─── Input material ───
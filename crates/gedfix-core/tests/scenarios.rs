use gedfix_core::facts::completeness_score;
use gedfix_core::line::reference_target;
use gedfix_core::profile::CompletenessWeights;
use gedfix_core::{Document, Engine, ProfileOverrides, ProfileTable, Record, StageToggles};

fn engine(name: &str, overrides: ProfileOverrides) -> Engine {
    Engine::from_table(&ProfileTable::new(), name, &overrides).unwrap()
}

fn references_to(doc: &Document, target: &str) -> usize {
    let mut count = 0;
    doc.walk(|_, node| {
        if reference_target(node.value()) == Some(target) {
            count += 1;
        }
    });
    count
}

#[test]
fn test_fact_dedup_keeps_richer_birth() {
    let text = "0 @I1@ INDI\n1 NAME Ann /Lee/\n1 BIRT\n2 DATE 1 JAN 1900\n\
1 BIRT\n2 DATE 1 JAN 1900\n2 PLAC Salem\n2 SOUR @S1@\n0 @S1@ SOUR\n";
    let doc = Document::parse(text).unwrap();
    let weights = CompletenessWeights::default();
    let scores: Vec<u32> = doc.records()[0]
        .children_with_tag("BIRT")
        .map(|b| completeness_score(b, &weights))
        .collect();
    assert_eq!(scores, vec![11, 19]);

    let out = engine("aggressive", ProfileOverrides::default())
        .run(text, false)
        .unwrap();
    let births: Vec<&Record> = out.document.records()[0].children_with_tag("BIRT").collect();
    assert_eq!(births.len(), 1);
    assert_eq!(births[0].child("PLAC").unwrap().value(), "Salem");
    assert!(births[0].has_child("SOUR"));
    assert_eq!(out.report.count("facts", "duplicate_fact"), 1);
}

#[test]
fn test_unrecognized_date_annotated_exactly_once() {
    let text = "0 @I1@ INDI\n1 NAME Ann /Lee/\n1 BIRT\n2 DATE 32 FOOMONTH 1920\n";
    let overrides = ProfileOverrides {
        note_prefix: Some("Check:".to_string()),
        ..Default::default()
    };
    let engine = engine("standard", overrides);

    let first = engine.run(text, false).unwrap();
    let birth = first.document.records()[0].child("BIRT").unwrap();
    assert_eq!(birth.child("DATE").unwrap().value(), "32 FOOMONTH 1920");
    let notes: Vec<&Record> = birth.children_with_tag("NOTE").collect();
    assert_eq!(notes.len(), 1);
    assert!(notes[0].value().starts_with("Check: "));

    let second = engine.run(&first.text, false).unwrap();
    assert_eq!(second.text, first.text);
    let birth = second.document.records()[0].child("BIRT").unwrap();
    assert_eq!(birth.children_with_tag("NOTE").count(), 1);
}

#[test]
fn test_auto_merge_unions_children_and_rewrites_references() {
    let text = "0 @I1@ INDI\n1 NAME William /Hart/\n1 BIRT\n2 DATE 1850\n1 FAMS @F1@\n\
0 @I2@ INDI\n1 NAME William /Hart/\n1 BIRT\n2 DATE 1850\n1 OCCU Cooper\n1 FAMC @F2@\n\
0 @F1@ FAM\n1 HUSB @I1@\n\
0 @F2@ FAM\n1 CHIL @I2@\n\
0 @N1@ NOTE see @I2@\n1 CONT @I2@\n";
    let overrides = ProfileOverrides {
        auto_merge_threshold: Some(95.0),
        review_threshold: Some(90.0),
        ..Default::default()
    };
    let out = engine("aggressive", overrides).run(text, false).unwrap();
    assert_eq!(out.report.count("persons", "person_merge"), 1);

    let people: Vec<&Record> = out
        .document
        .records()
        .iter()
        .filter(|r| r.tag() == "INDI")
        .collect();
    assert_eq!(people.len(), 1);
    let survivor = people[0];
    let removed = if survivor.xref() == Some("@I1@") { "@I2@" } else { "@I1@" };
    for tag in ["NAME", "BIRT", "FAMS", "FAMC", "OCCU"] {
        assert!(survivor.has_child(tag), "missing {}", tag);
    }
    assert_eq!(references_to(&out.document, removed), 0);
    assert_eq!(out.report.count("validate", "orphan_reference"), 0);
}

#[test]
fn test_orphan_count_matches_reference_count() {
    for k in [1usize, 3, 7] {
        let mut text = String::from("0 @I1@ INDI\n1 NAME Ann /Lee/\n");
        for _ in 0..k {
            text.push_str("1 FAMS @F404@\n");
        }
        let overrides = ProfileOverrides {
            stages: Some(StageToggles::scan()),
            ..Default::default()
        };
        let out = engine("aggressive", overrides).run(&text, true).unwrap();
        assert_eq!(out.report.count("validate", "orphan_reference"), k);
    }
}

#[test]
fn test_fact_groups_keep_exactly_one_maximum() {
    let weights = CompletenessWeights::default();
    // (group, index expected to survive)
    let groups: Vec<(Vec<&str>, usize)> = vec![
        (vec!["2 DATE 1900", "2 DATE 1900\n2 PLAC X"], 1),
        (vec!["2 DATE 1900", "2 DATE 1901", "2 PLAC X"], 0),
        (vec!["2 PLAC X", "2 NOTE n", "2 SOUR @S1@\n3 PAGE 1", "2 DATE 1900"], 3),
        (
            vec!["2 NOTE a", "2 PLAC X", "2 PLAC Y", "2 DATE 1901\n2 NOTE b", "2 DATE 1902\n2 NOTE c"],
            3,
        ),
    ];
    for (members, winner) in groups {
        let mut text = String::from("0 @I1@ INDI\n1 NAME A\n");
        for body in &members {
            text.push_str("1 DEAT\n");
            text.push_str(body);
            text.push('\n');
        }
        let before = Document::parse(&text).unwrap();
        let candidates: Vec<&Record> = before.records()[0].children_with_tag("DEAT").collect();
        let best = candidates
            .iter()
            .map(|f| completeness_score(f, &weights))
            .max()
            .unwrap();

        let out = engine("aggressive", ProfileOverrides::default())
            .run(&text, false)
            .unwrap();
        let left: Vec<&Record> = out.document.records()[0].children_with_tag("DEAT").collect();
        assert_eq!(left.len(), 1);
        assert_eq!(completeness_score(left[0], &weights), best);
        assert_eq!(left[0].signature(), candidates[winner].signature());
    }
}

#[test]
fn test_strict_merge_failure_aborts_run() {
    let text = "0 @I1@ INDI\n1 NAME Ann /Lee/\n0 @I2@ INDI\n1 NAME Ann /Lee/\n0 @I2@ INDI\n1 NAME Bob\n";
    let overrides = ProfileOverrides {
        strict: Some(true),
        ..Default::default()
    };
    let err = engine("aggressive", overrides).run(text, false).unwrap_err();
    assert!(matches!(err, gedfix_core::EngineError::MergeConsistency(_)));

    let out = engine("aggressive", ProfileOverrides::default())
        .run(text, false)
        .unwrap();
    assert_eq!(out.report.count("persons", "merge_failed"), 1);
    assert_eq!(out.report.count("validate", "duplicate_identifier"), 1);
}
//! # gedfix core
//!
//! The record-transformation engine behind `gedfix`: a fidelity-preserving
//! GEDCOM tree builder, safe normalizers, fact and person deduplication, a
//! structural validator, and the report they all write into.
//!
//! This crate performs no I/O. Callers hand it decoded text and get back
//! the transformed text plus a [`Report`](report::Report).
//!
//! | Module          | Role                                               |
//! |-----------------|----------------------------------------------------|
//! | [`line`]        | split one line into depth / identifier / tag / value |
//! | [`tree`]        | rebuild the record forest; serialize it back       |
//! | [`dates`]       | classify and safely rewrite `DATE` values          |
//! | [`standardize`] | frequency-based canonical spelling of names, places |
//! | [`facts`]       | drop redundant facts and duplicate links           |
//! | [`persons`]     | score person pairs and merge duplicates            |
//! | [`validate`]    | advisory structural and reference findings         |
//! | [`profile`]     | named, validated rule profiles                     |
//! | [`report`]      | issues, changes and summary counts                 |
//! | [`pipeline`]    | the [`Stage`](pipeline::Stage) trait and [`Engine`](pipeline::Engine) |

pub mod dates;
pub mod error;
pub mod facts;
pub mod line;
pub mod persons;
pub mod pipeline;
pub mod profile;
pub mod report;
pub mod standardize;
pub mod tree;
pub mod validate;

pub use error::{EngineError, MergeConsistencyError, ParseError, ParseErrorReason, ProfileError};
pub use pipeline::{Engine, RunOutput, Stage};
pub use profile::{Profile, ProfileOverrides, ProfileTable, StageToggles};
pub use report::{Change, Issue, Report, Severity};
pub use tree::{Document, Record};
───
* Exercise description
When a line of the data holds the string "William", pick it out and copy it.

* Written solution
    let text = "0 @I1@ INDI\n1 NAME William /Hart/\n1 BIRT\n2 DATE 1850\n1 FAMS @F1@\n\
0 @I2@ INDI\n1 NAME William /Hart/\n1 BIRT\n2 DATE 1850\n1 OCCU Cooper\n1 FAMC @F2@\n\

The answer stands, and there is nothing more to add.